AutoSPF connection: AutoSPF orchestrates these tests with a one-click “Reproduce Failure” run: it builds variants of your SPF, sends to managed test inboxes, ingests headers/DMARC reports, and produces a timeline showing precisely where the limit was exceeded.

FAQ
How do I know if mx or a are what pushed me over the limit?
- Inspect the chain: mx adds an MX RRset query plus A/AAAA lookups per MX host; a adds A/AAAA on the target name. If your MX returns five hosts, that can be 1 (MX) + up to 10 (A+AAAA per host) just for mx. AutoSPF’s step-by-step counter shows the incremental total after each query, isolating the culprit.
Do macros (like %{i}) increase the lookup count?
- Macros by themselves don’t count, but mechanisms that use them (especially exists) do—because they trigger an actual DNS query with the expanded name. AutoSPF flags macro-expanded queries as lookup events and records the resulting names for debugging.

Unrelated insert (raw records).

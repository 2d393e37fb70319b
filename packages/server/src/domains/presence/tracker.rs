//! Responder presence tracker.
//!
//! Owns every [`ResponderPresence`] record. All mutations, including the
//! compare-and-set bind that resolves the dispatch race, happen while holding
//! the record's map entry, so concurrent accepts for the same responder
//! serialize on that entry and at most one of them observes `Available`.

use chrono::Utc;
use dashmap::mapref::entry::Entry;
use dashmap::DashMap;
use thiserror::Error;
use tracing::{debug, info};

use super::models::{
    AvailabilityStatus, ResponderClass, ResponderPresence, ServiceTier,
};
use crate::common::{GeoPoint, RequestId, ResponderId};

#[derive(Debug, Clone, PartialEq, Eq, Error)]
pub enum PresenceError {
    #[error("responder {0} not found")]
    NotFound(ResponderId),

    #[error("responder {0} is already registered")]
    AlreadyRegistered(ResponderId),

    #[error("responder {0} is on duty")]
    Busy(ResponderId),
}

#[derive(Default)]
pub struct PresenceTracker {
    records: DashMap<ResponderId, ResponderPresence>,
}

impl PresenceTracker {
    pub fn new() -> Self {
        Self::default()
    }

    /// Seed the tracker from persisted records (startup).
    pub fn restore(&self, records: impl IntoIterator<Item = ResponderPresence>) {
        for record in records {
            self.records.insert(record.id, record);
        }
    }

    pub fn register(
        &self,
        id: ResponderId,
        class: ResponderClass,
        tier: ServiceTier,
        position: Option<GeoPoint>,
    ) -> Result<ResponderPresence, PresenceError> {
        match self.records.entry(id) {
            Entry::Occupied(_) => Err(PresenceError::AlreadyRegistered(id)),
            Entry::Vacant(slot) => {
                let record = ResponderPresence::new(id, class, tier, position);
                slot.insert(record.clone());
                info!(responder_id = %id, class = class.as_str(), tier = tier.as_str(), "responder registered");
                Ok(record)
            }
        }
    }

    pub fn get(&self, id: ResponderId) -> Option<ResponderPresence> {
        self.records.get(&id).map(|r| r.value().clone())
    }

    /// Mark a responder ready for dispatch at `position`.
    pub fn set_available(
        &self,
        id: ResponderId,
        position: GeoPoint,
    ) -> Result<ResponderPresence, PresenceError> {
        self.update_unbound(id, |record| {
            record.status = AvailabilityStatus::Available;
            record.position = Some(position);
        })
    }

    pub fn set_offline(&self, id: ResponderId) -> Result<ResponderPresence, PresenceError> {
        self.update_unbound(id, |record| {
            record.status = AvailabilityStatus::Offline;
        })
    }

    pub fn set_maintenance(&self, id: ResponderId) -> Result<ResponderPresence, PresenceError> {
        self.update_unbound(id, |record| {
            record.status = AvailabilityStatus::Maintenance;
        })
    }

    /// Atomically bind an available responder to a request.
    ///
    /// Returns `false` for unknown responders and for anyone not currently
    /// `Available`.
    pub fn try_bind(&self, id: ResponderId, request_id: RequestId) -> bool {
        let Some(mut record) = self.records.get_mut(&id) else {
            return false;
        };
        if record.status != AvailabilityStatus::Available {
            debug!(responder_id = %id, request_id = %request_id, status = record.status.as_str(), "bind refused");
            return false;
        }
        record.status = AvailabilityStatus::OnDuty;
        record.session = Some(request_id);
        record.updated_at = Utc::now();
        true
    }

    /// Return a bound responder to `Available`. No-op (returns `None`) when
    /// the responder is not bound.
    pub fn unbind(&self, id: ResponderId) -> Option<ResponderPresence> {
        self.release(id, false)
    }

    /// Unbind after a completed ride and count it.
    pub fn finish_ride(&self, id: ResponderId) -> Option<ResponderPresence> {
        self.release(id, true)
    }

    /// Record a new position. Allowed in every status.
    pub fn update_position(
        &self,
        id: ResponderId,
        position: GeoPoint,
    ) -> Result<ResponderPresence, PresenceError> {
        let mut record = self
            .records
            .get_mut(&id)
            .ok_or(PresenceError::NotFound(id))?;
        record.position = Some(position);
        record.updated_at = Utc::now();
        Ok(record.clone())
    }

    /// Fold a 1-5 rating into the responder's running average.
    pub fn record_rating(&self, id: ResponderId, score: u8) -> Option<ResponderPresence> {
        let mut record = self.records.get_mut(&id)?;
        let n = record.rating_count as f64;
        record.rating_average = (record.rating_average * n + score as f64) / (n + 1.0);
        record.rating_count += 1;
        record.updated_at = Utc::now();
        Some(record.clone())
    }

    /// Snapshot of every responder currently eligible for an offer.
    pub fn available(&self) -> Vec<ResponderPresence> {
        self.records
            .iter()
            .filter(|r| r.is_available())
            .map(|r| r.value().clone())
            .collect()
    }

    fn release(&self, id: ResponderId, completed: bool) -> Option<ResponderPresence> {
        let mut record = self.records.get_mut(&id)?;
        if record.status != AvailabilityStatus::OnDuty {
            return None;
        }
        record.status = AvailabilityStatus::Available;
        record.session = None;
        if completed {
            record.completed_rides += 1;
        }
        record.updated_at = Utc::now();
        Some(record.clone())
    }

    fn update_unbound(
        &self,
        id: ResponderId,
        apply: impl FnOnce(&mut ResponderPresence),
    ) -> Result<ResponderPresence, PresenceError> {
        let mut record = self
            .records
            .get_mut(&id)
            .ok_or(PresenceError::NotFound(id))?;
        if record.status == AvailabilityStatus::OnDuty {
            return Err(PresenceError::Busy(id));
        }
        apply(&mut record);
        record.updated_at = Utc::now();
        info!(responder_id = %id, status = record.status.as_str(), "responder status changed");
        Ok(record.clone())
    }
}
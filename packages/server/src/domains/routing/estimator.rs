use std::sync::Arc;
use std::time::Duration;

use tracing::{debug, warn};

use super::models::{Eta, EtaSource, RouteLeg, RouteSummary};
use crate::common::utils::distance_between;
use crate::common::GeoPoint;
use crate::kernel::BaseRouteProvider;

/// Distance/ETA estimator.
///
/// Tries the route provider first (bounded by `timeout`) and falls back to
/// the straight-line estimate on any failure. Never returns an error.
#[derive(Clone)]
pub struct EtaEstimator {
    provider: Option<Arc<dyn BaseRouteProvider>>,
    average_speed_mps: f64,
    timeout: Duration,
}

impl EtaEstimator {
    pub fn new(
        provider: Option<Arc<dyn BaseRouteProvider>>,
        average_speed_mps: f64,
        timeout: Duration,
    ) -> Self {
        Self {
            provider,
            average_speed_mps,
            timeout,
        }
    }

    /// Estimator with no route provider configured
    pub fn straight_line(average_speed_mps: f64) -> Self {
        Self::new(None, average_speed_mps, Duration::from_secs(10))
    }

    pub async fn estimate_eta(&self, origin: GeoPoint, destination: GeoPoint) -> Eta {
        match self.routed(origin, destination).await {
            Some(leg) => Eta {
                distance_meters: leg.distance_meters,
                duration_seconds: leg.duration_seconds.ceil() as u64,
                source: EtaSource::Routed,
            },
            None => self.fallback(origin, destination),
        }
    }

    pub async fn route_summary(&self, origin: GeoPoint, destination: GeoPoint) -> RouteSummary {
        match self.routed(origin, destination).await {
            Some(leg) => RouteSummary {
                distance_meters: leg.distance_meters,
                duration_seconds: leg.duration_seconds.ceil() as u64,
                encoded_path: leg.encoded_path.unwrap_or_default(),
                source: EtaSource::Routed,
            },
            None => {
                let eta = self.fallback(origin, destination);
                RouteSummary {
                    distance_meters: eta.distance_meters,
                    duration_seconds: eta.duration_seconds,
                    encoded_path: String::new(),
                    source: EtaSource::StraightLine,
                }
            }
        }
    }

    fn fallback(&self, origin: GeoPoint, destination: GeoPoint) -> Eta {
        let distance = distance_between(&origin, &destination);
        Eta {
            distance_meters: distance,
            duration_seconds: fallback_duration_seconds(distance, self.average_speed_mps),
            source: EtaSource::StraightLine,
        }
    }

    async fn routed(&self, origin: GeoPoint, destination: GeoPoint) -> Option<RouteLeg> {
        let provider = self.provider.as_ref()?;

        match tokio::time::timeout(self.timeout, provider.route(origin, destination)).await {
            Ok(Ok(leg)) => {
                debug!(distance = leg.distance_meters, duration = leg.duration_seconds, "routed eta");
                Some(leg)
            }
            Ok(Err(e)) => {
                warn!(error = %e, "route provider failed, using straight-line estimate");
                None
            }
            Err(_) => {
                warn!(timeout_secs = self.timeout.as_secs(), "route provider timed out, using straight-line estimate");
                None
            }
        }
    }
}

/// Straight-line travel time in whole seconds, rounded up.
pub fn fallback_duration_seconds(distance_meters: f64, average_speed_mps: f64) -> u64 {
    if distance_meters <= 0.0 || average_speed_mps <= 0.0 {
        return 0;
    }
    (distance_meters / average_speed_mps).ceil() as u64
}
//! Authorization for dispatch sessions
//!
//! Provides a fluent API for authorization checks in the session manager:
//!
//! ```rust
//! use dispatch_core::common::{Actor, DispatchCapability, OperatorId, RequesterId, SessionParties};
//!
//! let parties = SessionParties { requester: RequesterId::new(), responder: None };
//!
//! Actor::Operator(OperatorId::new())
//!     .can(DispatchCapability::Cancel)
//!     .on(parties)
//!     .check()
//!     .unwrap();
//! ```
//!
//! "Not authorized" is reported separately from "invalid transition" so a
//! caller can tell a wrong party from a wrong moment.

mod builder;
mod capability;
mod errors;

pub use builder::{Actor, CapabilityBuilder, SessionCheck, SessionParties};
pub use capability::DispatchCapability;
pub use errors::AuthError;
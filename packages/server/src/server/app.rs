//! Application setup and server configuration.

use axum::{
    extract::Extension,
    http::{header::CONTENT_TYPE, HeaderValue, Method},
    routing::{get, post},
    Router,
};
use sqlx::PgPool;
use tower_http::cors::{Any, CorsLayer};
use tower_http::trace::TraceLayer;

use crate::domains::dispatch::SessionManager;
use crate::server::routes::{health, messages, requests, responders, stream};

/// Shared application state
#[derive(Clone)]
pub struct AppState {
    pub sessions: SessionManager,
    /// Present only when running against Postgres (health probe)
    pub db_pool: Option<PgPool>,
}

impl AppState {
    pub fn new(sessions: SessionManager, db_pool: Option<PgPool>) -> Self {
        Self { sessions, db_pool }
    }
}

/// Build the Axum application router
pub fn build_app(state: AppState, allowed_origins: &[String]) -> Router {
    let router = Router::new()
        // Requests
        .route("/requests", post(requests::create_request))
        .route("/requests/:id", get(requests::get_request))
        .route("/requests/:id/accept", post(requests::accept_offer))
        .route("/requests/:id/reject", post(requests::reject_offer))
        .route("/requests/:id/assign", post(requests::assign_responder))
        .route("/requests/:id/status", post(requests::advance_status))
        .route("/requests/:id/cancel", post(requests::cancel_request))
        .route("/requests/:id/destination", post(requests::select_destination))
        .route("/requests/:id/rating", post(requests::rate_service))
        // Responders
        .route("/responders", post(responders::register_responder))
        .route("/responders/:id", get(responders::get_responder))
        .route("/responders/:id/online", post(responders::go_online))
        .route("/responders/:id/offline", post(responders::go_offline))
        .route("/responders/:id/maintenance", post(responders::set_maintenance))
        .route("/responders/:id/location", post(responders::update_location))
        // Typed inbound messages (socket bridges post here)
        .route("/messages", post(messages::handle_message))
        // Event streams
        .route("/streams/:topic", get(stream::stream_handler))
        .route("/health", get(health::health_handler));

    router
        .layer(Extension(state))
        .layer(cors_layer(allowed_origins))
        .layer(TraceLayer::new_for_http())
}

/// Allow any origin unless an explicit list is configured.
fn cors_layer(allowed_origins: &[String]) -> CorsLayer {
    let cors = CorsLayer::new()
        .allow_methods([Method::GET, Method::POST])
        .allow_headers([CONTENT_TYPE]);

    let origins: Vec<HeaderValue> = allowed_origins
        .iter()
        .filter_map(|origin| match origin.parse() {
            Ok(value) => Some(value),
            Err(_) => {
                tracing::warn!(origin = %origin, "ignoring invalid CORS origin");
                None
            }
        })
        .collect();

    if origins.is_empty() {
        cors.allow_origin(Any)
    } else {
        cors.allow_origin(origins)
    }
}
pub mod geo;

pub use geo::*;
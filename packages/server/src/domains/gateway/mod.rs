pub mod event_gateway;
pub mod topic;

pub use event_gateway::{DispatchHub, EventGateway};
pub use topic::{InvalidTopic, Topic};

Can redirect reduce my lookup count?
- Sometimes. If you consolidate complex policies into a single redirected target that’s already flattened, you pay 1 lookup for redirect and then few or none in the target. But redirect replaces the entire policy; you can’t combine it with local mechanisms. AutoSPF simulates the before/after to show the net effect on count and authorization.
What about the 255-character TXT limit and multi-string SPF?
- Long flattened SPF strings are split across multiple quoted TXT segments. That’s fine, but DNS response size can balloon. AutoSPF warns if your record risks truncation or exceeds safe EDNS0 thresholds.
Is ptr ever a good idea?
- No. It’s slow, unreliable, and discouraged by RFC 7208. Removing ptr typically saves a lookup and removes a source of void/NXDOMAIN churn. AutoSPF’s optimizer recommends safe removal.
Conclusion: Verify, Monitor, and Remediate with AutoSPF
To conclusively verify if excessive DNS lookups are causing SPF validation failures, recursively count DNS-querying mechanisms/modifiers (and downstream A/AAAA queries), reproduce the evaluation with multiple tools, enable verbose MTA logging, audit third‑party includes, and run controlled test emails to capture Authentication-Results and DMARC outcomes. AutoSPF turns this into a dependable, automated practice: it maps your entire SPF lookup graph, computes the true count (including nested includes and mx/a branches), watches vendors for changes, simulates across resolvers, ingests MTA/DMARC evidence, and applies safe remediations like scheduled auto‑flattening and policy optimization. With AutoSPF in place, you’ll confirm the root cause in minutes, prevent future overages with proactive alerts, and keep SPF—and therefore DMARC—green even as your sender ecosystem evolves.